TO DO: Please keep to the lines below from the one with "self.regex().as_str()" through the one with "Replaces the first", and restate them word for word, ends included.

[Collected data]
//! # Version Handling
//!
//! File: release/src/version.rs
//!
//! Parses and bumps `MAJOR.MINOR.PATCH` versions and rewrites the version
//! literal in the two files that carry it:
//!
//! - `cli/src/version.rs`: `pub const VERSION: &str = "X.Y.Z";`
//! - `cli/Cargo.toml`: `version = "X.Y.Z"` at the start of a line
//!
//! Only the first match in each file is rewritten, so dependency entries
//! further down a manifest keep their own versions.
//!
use crate::error::ReleaseError;
use regex::{Captures, Regex};
use std::{fmt, fs, path::Path, str::FromStr, sync::LazyLock};
use tracing::debug;

#[derive(Debug, Clone, Copy, PartialEq, Eq)]
pub struct Version {
    pub major: u64,
    pub minor: u64,
    pub patch: u64,
}

impl Version {
    /// Increments the patch component, leaving major and minor alone.
    ///
    /// # Errors
    ///
    /// `ReleaseError::InvalidVersion` when the patch is already `u64::MAX`.
    pub fn bump_patch(self) -> Result<Self, ReleaseError> {
        let patch = self
            .patch
            .checked_add(1)
            .ok_or_else(|| ReleaseError::InvalidVersion(self.to_string()))?;
        Ok(Self { patch, ..self })
    }
}

impl FromStr for Version {
    type Err = ReleaseError;

    fn from_str(s: &str) -> Result<Self, Self::Err> {
        let invalid = || ReleaseError::InvalidVersion(s.to_string());
        let mut parts = s.split('.').map(|p| p.parse::<u64>().map_err(|_| invalid()));
        let (Some(major), Some(minor), Some(patch), None) =
            (parts.next(), parts.next(), parts.next(), parts.next())
        else {
            return Err(invalid());
        };
        Ok(Self {
            major: major?,
            minor: minor?,
            patch: patch?,
        })
    }
}

impl fmt::Display for Version {
    fn fmt(&self, f: &mut fmt::Formatter<'_>) -> fmt::Result {
        write!(f, "{}.{}.{}", self.major, self.minor, self.patch)
    }
}

static SOURCE_CONST_RE: LazyLock<Regex> = LazyLock::new(|| {
    Regex::new(r#"(VERSION: &str = ")([^"]+)(")"#).expect("source version pattern is valid")
});

static MANIFEST_RE: LazyLock<Regex> = LazyLock::new(|| {
    Regex::new(r#"(?m)^(version\s*=\s*")([^"]+)(")"#).expect("manifest version pattern is valid")
});

/// Which file layout a version literal lives in.
#[derive(Debug, Clone, Copy, PartialEq, Eq)]
pub enum VersionSite {
    /// `VERSION: &str = "X.Y.Z"` in a Rust source file.
    SourceConst,
    /// `version = "X.Y.Z"` in a Cargo manifest.
    Manifest,
}

impl VersionSite {
    fn pattern(self) -> &'static str {
        self.regex().as_str()
    }

    fn regex(self) -> &'static Regex {
        match self {
            VersionSite::SourceConst => &*SOURCE_CONST_RE,
            VersionSite::Manifest => &*MANIFEST_RE,
        }
    }

    fn not_found(self, path: &Path) -> ReleaseError {
        ReleaseError::VersionNotFound {
            path: path.to_path_buf(),
            pattern: self.pattern().to_string(),
        }
    }

    /// Finds the first version literal in `content`.
    pub fn find(self, content: &str) -> Option<String> {
        self.regex()
            .captures(content)
            .map(|caps| caps[2].to_string())
    }

    /// Replaces the first version literal in `content` with `new`.
    /// Returns `None` when there is nothing to replace.
    pub fn rewrite(self, content: &str, new: &Version) -> Option<String> {
        let re = self.regex();
        if !re.is_match(content) {
            return None;
        }
        let replaced = re.replacen(content, 1, |caps: &Captures| {
            format!("{}{}{}", &caps[1], new, &caps[3])
        });
        Some(replaced.into_owned())
    }
}

fn read(path: &Path) -> Result<String, ReleaseError> {
    fs::read_to_string(path).map_err(|source| ReleaseError::Io {
        path: path.to_path_buf(),
        source,
    })
}

/// Reads and parses the current version from `path`.
pub fn read_version(path: &Path, site: VersionSite) -> Result<Version, ReleaseError> {
    let content = read(path)?;
    let raw = site.find(&content).ok_or_else(|| site.not_found(path))?;
    debug!("Found version '{}' in {}", raw, path.display());
    raw.parse()
}

/// Rewrites the version literal in `path` to `new`.
pub fn write_version(path: &Path, site: VersionSite, new: &Version) -> Result<(), ReleaseError> {
    let content = read(path)?;
    let updated = site
        .rewrite(&content, new)
        .ok_or_else(|| site.not_found(path))?;
    fs::write(path, updated).map_err(|source| ReleaseError::Io {
        path: path.to_path_buf(),
        source,
    })?;
    debug!("Wrote version {} to {}", new, path.display());
    Ok(())
}

#[cfg(test)]
mod tests {
    use super::*;

    const MANIFEST: &str = r#"[package]
name = "dtool"
version = "0.1.9"
edition = "2021"

[dependencies]
clap = { version = "4.5", features = ["derive"] }

[dev-dependencies.tempfile]
version = "3.0.0"
"#;

    #[test]
    fn test_bump_patch() {
        let v: Version = "1.2.3".parse().unwrap();
        assert_eq!(v.bump_patch().unwrap().to_string(), "1.2.4");
        let v: Version = "0.1.9".parse().unwrap();
        assert_eq!(v.bump_patch().unwrap().to_string(), "0.1.10");
    }

    #[test]
    fn test_bump_patch_overflow_is_an_error() {
        let v = Version {
            major: 1,
            minor: 2,
            patch: u64::MAX,
        };
        assert!(matches!(
            v.bump_patch(),
            Err(ReleaseError::InvalidVersion(s)) if s == format!("1.2.{}", u64::MAX)
        ));
    }

    #[test]
    fn test_patterns_are_shared() {
        let first = VersionSite::Manifest.regex() as *const Regex;
        let second = VersionSite::Manifest.regex() as *const Regex;
        assert_eq!(first, second);
        assert!(VersionSite::SourceConst.pattern().starts_with("(VERSION"));
    }

    #[test]
    fn test_parse_rejects_malformed() {
        for bad in ["1.2", "1.2.3.4", "1.x.3", "", "v1.2.3", "1.2.-3"] {
            assert!(
                matches!(bad.parse::<Version>(), Err(ReleaseError::InvalidVersion(_))),
                "{bad} should be rejected"
            );
        }
    }

    #[test]
    fn test_source_const_find_and_rewrite() {
        let src = "//! docs\n\npub const VERSION: &str = \"0.4.2\";\n";
        assert_eq!(VersionSite::SourceConst.find(src).as_deref(), Some("0.4.2"));
        let out = VersionSite::SourceConst
            .rewrite(src, &"0.4.3".parse().unwrap())
            .unwrap();
        assert_eq!(out, "//! docs\n\npub const VERSION: &str = \"0.4.3\";\n");
    }

    #[test]
    fn test_manifest_rewrites_package_version_only() {
        let out = VersionSite::Manifest
            .rewrite(MANIFEST, &"0.1.10".parse().unwrap())
            .unwrap();
        assert!(out.contains("version = \"0.1.10\"\nedition"));
        assert!(out.contains("clap = { version = \"4.5\""));
        assert!(out.contains("version = \"3.0.0\""));
    }

    #[test]
    fn test_rewrite_without_match() {
        assert!(VersionSite::Manifest
            .rewrite("[package]\nname = \"x\"\n", &"1.0.0".parse().unwrap())
            .is_none());
        assert!(VersionSite::SourceConst.find("const OTHER: u8 = 1;").is_none());
    }

    #[test]
    fn test_read_and_write_version_file() {
        let dir = tempfile::tempdir().unwrap();
        let path = dir.path().join("version.rs");
        fs::write(&path, "pub const VERSION: &str = \"2.0.0\";\n").unwrap();

        let current = read_version(&path, VersionSite::SourceConst).unwrap();
        assert_eq!(current.to_string(), "2.0.0");
        write_version(&path, VersionSite::SourceConst, &current.bump_patch().unwrap()).unwrap();
        assert_eq!(
            fs::read_to_string(&path).unwrap(),
            "pub const VERSION: &str = \"2.0.1\";\n"
        );
    }

    #[test]
    fn test_read_version_errors() {
        let dir = tempfile::tempdir().unwrap();
        let missing = dir.path().join("missing.rs");
        assert!(matches!(
            read_version(&missing, VersionSite::SourceConst),
            Err(ReleaseError::Io { .. })
        ));

        let garbled = dir.path().join("garbled.rs");
        fs::write(&garbled, "pub const VERSION: &str = \"next\";\n").unwrap();
        assert!(matches!(
            read_version(&garbled, VersionSite::SourceConst),
            Err(ReleaseError::InvalidVersion(v)) if v == "next"
        ));
    }
}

TASK RESPONSE:
        self.regex().as_str()
    }

    fn regex(self) -> &'static Regex {
        match self {
            VersionSite::SourceConst => &*SOURCE_CONST_RE,
            VersionSite::Manifest => &*MANIFEST_RE,
        }
    }

    fn not_found(self, path: &Path) -> ReleaseError {
        ReleaseError::VersionNotFound {
            path: path.to_path_buf(),
            pattern: self.pattern().to_string(),
        }
    }

    /// Finds the first version literal in `content`.
    pub fn find(self, content: &str) -> Option<String> {
        self.regex()
            .captures(content)
            .map(|caps| caps[2].to_string())
    }

    /// Replaces the first version literal in `content` with `new`.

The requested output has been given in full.